The electrical core was protected by an armored layer of 18 iron wires, each made of seven strands. The entire cable was covered with another layer of tar. The final cable measured about 5/8-inch in diameter, weighed about one ton per nautical mile and had a tensile strength of about 6,500 pounds. Due to the limited understanding of metallurgy, the cable's conductivity was inconsistent, and ranged by more than a two-to-one ratio.

The project consumed nearly the entire worldwide production of gutta-percha. Indeed, transforming the raw liquid into final cable insulation was a major industrial-processing task. The cable was tested for electrical conductivity and also was subjected to a hydraulic-pressure test to simulate ocean-depth pressure and verify the integrity of the insulation.

With each successive submarine attempt, the cable was improved and strengthened. The cable carried by the Great Eastern on the successful run used the same type of copper core with seven strands, but was three times heavier overall. The copper used was more highly refined and purified to ensure good and consistent conductivity. The three layers of gutta-percha were increased to four, and supplemented with an intermediate layers of an insulating compound developed specifically for the project.

The iron cladding also was upgraded to a newly developed form of steel called charcoal iron. More pitch-soaked hemp also was used, and the cladding was galvanized to inhibit rust and corrosion. This cladding, in particular, had an additional benefit: the outermost hemp layer did not have to be impregnated with pitch to resist corrosion. This meant the cable was no longer sticky and thus did not attract and hold tiny bits of metal, which caused problems. Techniques were developed to test the electrical and insulation integrity of the cable as it was being spooled out so that defective sections would not be used.

The final cable weighed about twice as much as the one used on the first attempt and was twice as strong. However, due to its larger overall diameter (1.1 inches), it was less dense and effectively lighter in water. This, in turn, reduced load on the above-surface cable as it was spooled out.

Test and Repair

The 19th century was a world of passive circuits. Amplifiers as we know them did not exist; any signal sent down a cable had to arrive and be sensed at the far end without benefit of repeaters. Although electromechanical relays were used as repeaters in land-based telegraphy, they were not feasible for submarine use due to reliability issues and the need to provide DC power for them.

The central portion of Lord Kelvin's galvanometer; this version was intended for use at a land station. Image source: central portion of Lord Kelvin's galvanometer; this version was intended for use at a land station. Image source: The only way to test the cable’s integrity both at manufacturing and after its underwater placement was to send a pulse down the cable and look for a minuscule output at the far end. This is where Lord Kelvin played a role. In addition to advising on the cable construction and electrical aspects, he developed a highly sensitive galvanometer that would visibly indicate if even a tiny current flow existed and, thus, an intact cable (versions of this device are still in use). Lord Kelvin wound an electromagnetic coil around a lightweight core, to which he attached a mirror. By shining a lightbeam on this mirror, any minute deflection due to current flow could be seen as a movement of the reflected beam.

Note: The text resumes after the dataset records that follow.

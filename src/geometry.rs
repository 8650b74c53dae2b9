//! Pure geometry helpers: bounding boxes, stroke-aware hit tests and
//! point-to-segment distance. No state lives here.

use crate::drawable::{Drawable, DrawableKind};
use egui::{Pos2, Rect, pos2};

/// Fallback per-character width factor when a text drawable carries no
/// measured width.
pub const TEXT_WIDTH_ESTIMATE: f32 = 0.6;
/// Fallback line-height factor for unmeasured text.
pub const TEXT_HEIGHT_ESTIMATE: f32 = 1.2;

/// Axis-aligned bounding box of a drawable, ignoring stroke width.
pub fn bounding_box(drawable: &Drawable) -> Rect {
    match &drawable.kind {
        DrawableKind::Rect { rect } => Rect::from_two_pos(rect.min, rect.max),
        DrawableKind::Circle { center, radius } => {
            let r = radius.abs();
            Rect::from_min_size(pos2(center.x - r, center.y - r), egui::vec2(2.0 * r, 2.0 * r))
        }
        DrawableKind::Line { from, to } => Rect::from_two_pos(*from, *to),
        DrawableKind::Text {
            pos,
            content,
            lines,
            width,
            height,
        } => {
            let font_size = drawable.style.font_size;
            let w = if *width > 0.0 {
                *width
            } else {
                content.chars().count() as f32 * font_size * TEXT_WIDTH_ESTIMATE
            };
            let h = if *height > 0.0 {
                *height
            } else {
                lines.len().max(1) as f32 * font_size * TEXT_HEIGHT_ESTIMATE
            };
            Rect::from_min_size(*pos, egui::vec2(w, h))
        }
        DrawableKind::Brush { points } => {
            if points.is_empty() {
                return Rect::NOTHING;
            }
            let mut min = points[0];
            let mut max = points[0];
            for p in points {
                min.x = min.x.min(p.x);
                min.y = min.y.min(p.y);
                max.x = max.x.max(p.x);
                max.y = max.y.max(p.y);
            }
            Rect::from_min_max(min, max)
        }
    }
}

/// Bounding box inflated by half the stroke width on each side. Text and
/// brush contribute no stroke inflation.
pub fn bounding_box_with_stroke(drawable: &Drawable) -> Rect {
    bounding_box(drawable).expand(drawable.hit_stroke_width() / 2.0)
}

/// Distance from `p` to the finite segment `a`..`b` (projection clamped to
/// the segment).
pub fn point_to_segment_distance(p: Pos2, a: Pos2, b: Pos2) -> f32 {
    let ab = b - a;
    let len_sq = ab.length_sq();
    if len_sq == 0.0 {
        return (p - a).length();
    }
    let t = ((p - a).dot(ab) / len_sq).clamp(0.0, 1.0);
    let projected = a + ab * t;
    (p - projected).length()
}

/// Whether a single drawable is hit at `pos` with the given tolerance.
///
/// Rect and text test containment in their (stroke-inflated, for rect) box;
/// circle and line test exact radius / segment distance; brush matches if
/// the point is near any sampled path point, a deliberate approximation
/// rather than true segment distance.
pub fn hits(drawable: &Drawable, pos: Pos2, tolerance: f32) -> bool {
    let half_stroke = drawable.hit_stroke_width() / 2.0;
    match &drawable.kind {
        DrawableKind::Rect { .. } => bounding_box_with_stroke(drawable)
            .expand(tolerance)
            .contains(pos),
        DrawableKind::Circle { center, radius } => {
            (pos - *center).length() <= radius.abs() + half_stroke + tolerance
        }
        DrawableKind::Line { from, to } => {
            point_to_segment_distance(pos, *from, *to) <= half_stroke + tolerance
        }
        DrawableKind::Text { .. } => bounding_box(drawable).contains(pos),
        DrawableKind::Brush { points } => {
            let reach = drawable.style.stroke_width / 2.0 + tolerance;
            points.iter().any(|p| (pos - *p).length() <= reach)
        }
    }
}

/// Hit-test a z-ordered object list (last = topmost) at `pos`. Iterates
/// topmost first and returns the first match; no tie-breaking beyond that.
pub fn hit_test<'a>(objects: &'a [Drawable], pos: Pos2, tolerance: f32) -> Option<&'a Drawable> {
    objects.iter().rev().find(|obj| hits(obj, pos, tolerance))
}
use parking_lot::Mutex;
use std::collections::HashMap;
use std::time::{Duration, Instant};
use uuid::Uuid;

/// How long a project sits untouched before its preview is regenerated.
pub const PREVIEW_DELAY: Duration = Duration::from_secs(30);

/// Debounces preview regeneration per project. Every history append re-arms
/// the project's deadline; [`poll`](PreviewScheduler::poll) reports which
/// deadlines have elapsed. Poll-based rather than timer-thread based so the
/// frame loop stays in control and tests can drive time explicitly.
#[derive(Debug, Default)]
pub struct PreviewScheduler {
    deadlines: Mutex<HashMap<Uuid, Instant>>,
    suspended: Mutex<bool>,
}

impl PreviewScheduler {
    pub fn new() -> Self {
        Self::default()
    }

    /// Re-arm the preview deadline for a project. While suspended (e.g. a
    /// bulk import is running) arming is ignored entirely.
    pub fn arm(&self, project: Uuid, now: Instant) {
        if *self.suspended.lock() {
            return;
        }
        self.deadlines.lock().insert(project, now + PREVIEW_DELAY);
    }

    /// Drop any pending deadline, e.g. when the project is deleted.
    pub fn cancel(&self, project: Uuid) {
        self.deadlines.lock().remove(&project);
    }

    /// Suspending clears all pending deadlines and ignores arming until
    /// resumed.
    pub fn set_suspended(&self, suspended: bool) {
        *self.suspended.lock() = suspended;
        if suspended {
            self.deadlines.lock().clear();
        }
    }

    pub fn is_suspended(&self) -> bool {
        *self.suspended.lock()
    }

    pub fn is_armed(&self, project: Uuid) -> bool {
        self.deadlines.lock().contains_key(&project)
    }

    /// Take every project whose deadline has elapsed. Returned projects are
    /// disarmed; the caller regenerates their previews.
    pub fn poll(&self, now: Instant) -> Vec<Uuid> {
        let mut deadlines = self.deadlines.lock();
        let due: Vec<Uuid> = deadlines
            .iter()
            .filter(|(_, deadline)| now >= **deadline)
            .map(|(id, _)| *id)
            .collect();
        for id in &due {
            deadlines.remove(id);
        }
        due
    }
}

#[cfg(test)]
mod tests {
    use super::*;

    #[test]
    fn arm_then_poll_after_delay() {
        let scheduler = PreviewScheduler::new();
        let id = Uuid::new_v4();
        let start = Instant::now();
        scheduler.arm(id, start);
        assert!(scheduler.poll(start).is_empty());
        let due = scheduler.poll(start + PREVIEW_DELAY);
        assert_eq!(due, vec![id]);
        // Disarmed after firing.
        assert!(scheduler.poll(start + PREVIEW_DELAY).is_empty());
    }

    #[test]
    fn rearming_pushes_the_deadline_back() {
        let scheduler = PreviewScheduler::new();
        let id = Uuid::new_v4();
        let start = Instant::now();
        scheduler.arm(id, start);
        scheduler.arm(id, start + Duration::from_secs(10));
        assert!(scheduler.poll(start + PREVIEW_DELAY).is_empty());
        assert_eq!(
            scheduler.poll(start + Duration::from_secs(10) + PREVIEW_DELAY),
            vec![id]
        );
    }

    #[test]
    fn suspension_clears_and_blocks() {
        let scheduler = PreviewScheduler::new();
        let id = Uuid::new_v4();
        let start = Instant::now();
        scheduler.arm(id, start);
        scheduler.set_suspended(true);
        assert!(!scheduler.is_armed(id));
        scheduler.arm(id, start);
        assert!(!scheduler.is_armed(id));
        scheduler.set_suspended(false);
        scheduler.arm(id, start);
        assert!(scheduler.is_armed(id));
    }
}
//! Short-lived artifact cache with lazy logical expiry.
//!
//! Memoizes intermediate pipeline results (search hits, parsed article
//! bodies) keyed by artifact kind and content hash. Expiry is a read-time
//! predicate: a record past its TTL reads as absent while the physical
//! object stays in place for the backing store's own retention to
//! collect. No sweeper, no scheduler.

use crate::keys;
use crate::object_store::ObjectStore;
use chrono::Utc;
use gazette_core::{ArtifactKind, StorageError, StorageResult, Timestamp};
use serde::de::DeserializeOwned;
use serde::{Deserialize, Serialize};
use std::sync::Arc;
use std::time::Duration;
use tracing::debug;

/// Metadata key carrying the expiry instant, RFC 3339, for inspection
/// without reading the object.
pub const META_EXPIRES_AT: &str = "expires-at";

/// Stored form of one cached artifact.
///
/// `expires_at` absent means the entry persists until explicitly deleted
/// or evicted by an external retention policy.
#[derive(Debug, Clone, PartialEq, Serialize, Deserialize)]
#[serde(rename_all = "camelCase")]
pub struct CacheEnvelope<T> {
    pub data: T,
    pub created_at: Timestamp,
    #[serde(default, skip_serializing_if = "Option::is_none")]
    pub expires_at: Option<Timestamp>,
}

impl<T> CacheEnvelope<T> {
    /// Whether the entry is logically expired at `now`. A read at exactly
    /// `expires_at` still hits.
    pub fn is_expired_at(&self, now: Timestamp) -> bool {
        self.expires_at.is_some_and(|expires_at| now > expires_at)
    }
}

/// Artifact cache over an object store adapter.
#[derive(Debug, Clone)]
pub struct CacheStore<S> {
    store: Arc<S>,
}

impl<S: ObjectStore> CacheStore<S> {
    /// Create a cache store over the given adapter.
    pub fn new(store: Arc<S>) -> Self {
        Self { store }
    }

    /// Cache an artifact. With a TTL the entry expires `ttl` after now;
    /// without one it persists until deleted. Re-setting the same
    /// (kind, hash) pair silently overwrites.
    pub async fn set<T: Serialize>(
        &self,
        kind: ArtifactKind,
        hash: &str,
        data: &T,
        ttl: Option<Duration>,
    ) -> StorageResult<()> {
        let key = keys::cache_key(kind, hash);
        let created_at = Utc::now();
        // TTLs beyond chrono's representable range mean no practical
        // expiry, so they degrade to a persistent entry.
        let expires_at = ttl
            .and_then(|ttl| chrono::Duration::from_std(ttl).ok())
            .map(|ttl| created_at + ttl);
        let envelope = CacheEnvelope {
            data,
            created_at,
            expires_at,
        };
        let bytes = serde_json::to_vec(&envelope).map_err(|e| StorageError::Malformed {
            key: key.clone(),
            reason: e.to_string(),
        })?;

        let mut metadata = crate::object_store::ObjectMetadata::new();
        if let Some(expires_at) = expires_at {
            metadata.insert(META_EXPIRES_AT.to_string(), expires_at.to_rfc3339());
        }
        self.store.put(&key, bytes, metadata).await?;
        debug!(%key, kind = %kind, "cached artifact");
        Ok(())
    }

    /// Fetch a cached artifact. Absent and logically expired entries both
    /// read as `Ok(None)`; an expired entry's physical object is left in
    /// place rather than deleted here.
    pub async fn get<T: DeserializeOwned>(
        &self,
        kind: ArtifactKind,
        hash: &str,
    ) -> StorageResult<Option<T>> {
        let key = keys::cache_key(kind, hash);
        let Some(object) = self.store.get(&key).await? else {
            return Ok(None);
        };
        let envelope: CacheEnvelope<T> =
            serde_json::from_slice(&object.bytes).map_err(|e| StorageError::Malformed {
                key: key.clone(),
                reason: e.to_string(),
            })?;
        if envelope.is_expired_at(Utc::now()) {
            debug!(%key, "cache entry expired");
            return Ok(None);
        }
        Ok(Some(envelope.data))
    }

    /// Drop a cached artifact. Deleting an entry that does not exist
    /// succeeds.
    pub async fn delete(&self, kind: ArtifactKind, hash: &str) -> StorageResult<()> {
        let key = keys::cache_key(kind, hash);
        self.store.delete(&key).await?;
        Ok(())
    }
}

// =============================================================================
// TESTS
// =============================================================================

Repairing the cable meant that the break first had to be found. Today, time-domain reflectometry (TDR) is routinely used to locate cable breaks with high accuracy and precision. For breaks of the first transatlantic cable, however, the cable-laying ship stumbled around blindly; crews used a grappling hook that was dragged along the ocean floor in an effort to snag the cable then bring it to the surface for splicing. The splicing itself was a major project requiring special fixtures, onboard welding, skilled labor and re-insulating over the splice and all of this done, in most cases, on board a rolling ship.

For invisible breaks of the copper conductor within the cable, sections were pulled up from the sea floor, sliced off a piece at a time until the break was located and then spliced. Special grappling and lifting techniques, using a helper ship and an intermediate subsurface buoy, were developed so the weight of the cable being hauled on board did not snap the onboard cable.

On one attempt to locate a break, the chief electrical engineer sought to boost signal strength by increasing the voltage supplied by batteries via induction coils to several thousand volts from the nominal level of several hundred volts. This may have burned out the cable and created many internal short circuits, which likely resulted in failure of the overall attempt. (To be fair, our present technical understanding and consistent definitions of voltage, current, resistance and insulation breakdown, plus an electrical model of a cable, did not exist at the time.)

Success, then Scrap

The first successful connection was established in 1866. Messages could be sent between North America and Europe without the need for physical transport by ship and associated time lags. However, the telegraph signaling rate was on the order of one character per minute due to the inherent series inductance and parallel capacitive loading within the cable, neither of which was well understood. The cost to transmit a message was an astonishing $1 per letter in an era when a workingman's pay might be a few dollars per week.

The Great Eastern was celebrated as a man-made wonder, and rightfully so. However, it was good at only one thing and was costly and complicated to operate. The ship was so large that there were only few places for it to dock, and it needed a squadron of smaller ships to ferry supplies, crew and fuel to it. It was soon replaced by smaller ships that used new techniques, and it was no longer viable. Suggestions were made to turn it into an ocean liner, or to hollow it out and use it as a floating drydock; after a few decades of passing from one owner to another it was sold for scrap.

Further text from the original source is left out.